◆ What you have to do
Give the number of lines in the records that include the word "Database", and nothing besides.

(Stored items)
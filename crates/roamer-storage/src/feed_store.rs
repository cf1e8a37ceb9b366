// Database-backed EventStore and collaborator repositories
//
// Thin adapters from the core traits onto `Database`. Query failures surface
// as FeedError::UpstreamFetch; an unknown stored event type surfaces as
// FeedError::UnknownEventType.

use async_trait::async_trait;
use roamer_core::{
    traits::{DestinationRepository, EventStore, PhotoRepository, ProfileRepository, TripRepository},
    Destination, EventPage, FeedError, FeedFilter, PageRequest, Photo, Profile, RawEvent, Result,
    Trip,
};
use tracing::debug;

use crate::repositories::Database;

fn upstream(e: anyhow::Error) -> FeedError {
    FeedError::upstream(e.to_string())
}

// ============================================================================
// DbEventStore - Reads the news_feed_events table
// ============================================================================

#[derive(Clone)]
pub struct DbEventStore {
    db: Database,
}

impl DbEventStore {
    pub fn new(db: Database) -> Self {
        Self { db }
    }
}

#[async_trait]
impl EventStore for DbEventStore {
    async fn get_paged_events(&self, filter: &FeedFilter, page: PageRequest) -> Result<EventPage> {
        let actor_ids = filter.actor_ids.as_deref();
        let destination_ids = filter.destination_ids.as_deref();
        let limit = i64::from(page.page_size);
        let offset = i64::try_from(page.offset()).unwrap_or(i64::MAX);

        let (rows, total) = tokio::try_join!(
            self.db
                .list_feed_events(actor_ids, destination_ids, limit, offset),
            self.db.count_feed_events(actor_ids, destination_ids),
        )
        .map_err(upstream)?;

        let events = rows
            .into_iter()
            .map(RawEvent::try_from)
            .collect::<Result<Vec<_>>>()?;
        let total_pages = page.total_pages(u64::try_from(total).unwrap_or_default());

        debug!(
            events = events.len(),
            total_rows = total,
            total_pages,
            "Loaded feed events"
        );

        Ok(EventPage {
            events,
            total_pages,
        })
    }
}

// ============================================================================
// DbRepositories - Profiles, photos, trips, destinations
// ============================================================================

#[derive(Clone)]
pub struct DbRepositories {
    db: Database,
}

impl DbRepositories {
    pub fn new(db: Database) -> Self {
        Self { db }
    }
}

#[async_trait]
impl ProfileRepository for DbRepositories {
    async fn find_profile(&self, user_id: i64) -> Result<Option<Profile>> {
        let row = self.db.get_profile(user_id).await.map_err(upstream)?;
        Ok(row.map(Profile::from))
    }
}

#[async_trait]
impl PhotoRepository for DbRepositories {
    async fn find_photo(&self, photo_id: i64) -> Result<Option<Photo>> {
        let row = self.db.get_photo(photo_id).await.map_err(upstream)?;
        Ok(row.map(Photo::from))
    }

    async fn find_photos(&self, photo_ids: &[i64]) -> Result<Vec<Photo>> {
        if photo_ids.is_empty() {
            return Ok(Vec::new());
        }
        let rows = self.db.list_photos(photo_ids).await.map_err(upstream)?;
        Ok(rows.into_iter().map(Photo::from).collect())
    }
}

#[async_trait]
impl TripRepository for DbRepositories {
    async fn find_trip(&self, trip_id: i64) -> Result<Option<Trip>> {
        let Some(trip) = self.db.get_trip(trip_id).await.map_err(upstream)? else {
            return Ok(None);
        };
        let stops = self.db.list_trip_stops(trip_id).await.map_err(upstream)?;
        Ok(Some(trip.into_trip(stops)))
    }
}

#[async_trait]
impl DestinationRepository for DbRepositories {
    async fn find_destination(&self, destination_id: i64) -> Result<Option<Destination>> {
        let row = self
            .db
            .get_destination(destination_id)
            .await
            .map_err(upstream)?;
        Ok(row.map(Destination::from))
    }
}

◆ Answer to the problem
7